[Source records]
____

// tests/config_loading.rs

mod common;
use crate::common::builders::ConfigFileBuilder;
use crate::common::init_tracing;

use std::error::Error;
use std::io::Write;
use std::path::PathBuf;
use std::time::Duration;

use tempfile::NamedTempFile;

use sharepush::config::{load_and_validate, ConfigFile};
use sharepush::errors::SharepushError;

type TestResult = Result<(), Box<dyn Error>>;

fn write_config(contents: &str) -> NamedTempFile {
    let mut file = NamedTempFile::new().unwrap();
    write!(file, "{contents}").unwrap();
    file
}

fn expect_config_error(result: Result<ConfigFile, SharepushError>, needle: &str) {
    match result {
        Err(SharepushError::ConfigError(msg)) => {
            assert!(msg.contains(needle), "message '{msg}' should mention '{needle}'");
        }
        Err(e) => panic!("Expected ConfigError, got: {:?}", e),
        Ok(_) => panic!("Expected error, got Ok"),
    }
}

#[test]
fn demo_config_is_parsed_correctly() -> TestResult {
    init_tracing();

    let manifest_dir = PathBuf::from(env!("CARGO_MANIFEST_DIR"));
    let cfg = load_and_validate(manifest_dir.join("demos/sharepush.toml"))?;

    assert_eq!(cfg.watch.root, PathBuf::from("/srv/samba/drop"));
    assert!(cfg.watch.recursive);
    assert_eq!(cfg.watch.exclude.len(), 2);
    assert_eq!(cfg.debounce.gap, 10);
    assert_eq!(cfg.dispatch.destinations, vec!["hello", "test"]);
    assert_eq!(cfg.dispatch.tail_delay, Duration::from_secs(5));
    assert!(!cfg.dispatch.notify_per_file_failure);

    // Defaults fill in what the file leaves out.
    assert_eq!(cfg.publish.program, "dacli");
    assert_eq!(cfg.publish.metadata, "use=demo");
    assert_eq!(cfg.publish.timeout, Duration::from_secs(300));
    assert_eq!(cfg.notify.udp.as_deref(), Some("localhost:1234"));
    assert!(cfg.notify.tcp.is_none());
    Ok(())
}

#[test]
fn empty_destination_list_is_rejected() {
    let file = write_config(
        r#"
[watch]
root = "/tmp/foo"

[dispatch]
destinations = []

[publish]
endpoint = "e"
tenant = "t"
user = "u"
password = "p"
"#,
    );

    expect_config_error(load_and_validate(file.path()), "at least one container");
}

#[test]
fn missing_dispatch_section_is_a_toml_error() {
    let file = write_config(
        r#"
[watch]
root = "/tmp/foo"

[publish]
endpoint = "e"
tenant = "t"
user = "u"
password = "p"
"#,
    );

    match load_and_validate(file.path()) {
        Err(SharepushError::TomlError(_)) => {}
        other => panic!("Expected TomlError, got: {:?}", other),
    }
}

#[test]
fn zero_gap_is_rejected() {
    let raw = ConfigFileBuilder::new().with_gap(0).raw();
    expect_config_error(ConfigFile::try_from(raw), "gap");
}

#[test]
fn bad_duration_names_the_field() {
    let raw = ConfigFileBuilder::new().with_tail_delay("soon").raw();
    expect_config_error(ConfigFile::try_from(raw), "tail_delay");

    let raw = ConfigFileBuilder::new().with_tick("0s").raw();
    expect_config_error(ConfigFile::try_from(raw), "tick");
}

#[test]
fn oversized_duration_is_a_config_error() {
    let raw = ConfigFileBuilder::new().with_tail_delay("9999999999999999h").raw();
    expect_config_error(ConfigFile::try_from(raw), "[dispatch].tail_delay");
}

#[test]
fn blank_destination_is_rejected() {
    let raw = ConfigFileBuilder::new().with_destinations(&["hello", "  "]).raw();
    expect_config_error(ConfigFile::try_from(raw), "destinations[1]");
}

#[test]
fn invalid_exclude_glob_is_rejected() {
    let raw = ConfigFileBuilder::new().with_exclude("a[").raw();
    match ConfigFile::try_from(raw) {
        Err(SharepushError::PatternError(_)) => {}
        other => panic!("Expected PatternError, got: {:?}", other),
    }
}

#[test]
fn builder_defaults_are_valid() {
    let cfg = ConfigFileBuilder::new()
        .with_udp("127.0.0.1:9")
        .with_per_file_failure_notifications(true)
        .build();
    assert_eq!(cfg.debounce.tick, Duration::from_secs(1));
    assert!(cfg.dispatch.notify_per_file_failure);
    assert_eq!(cfg.dispatch.pre_upload_delay, Duration::ZERO);
}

____

■ **ACTIVITY**: Going through the records above, count the lines that hold the string "debounce" and give only the total.

■ **RESPONSE AREA**: 2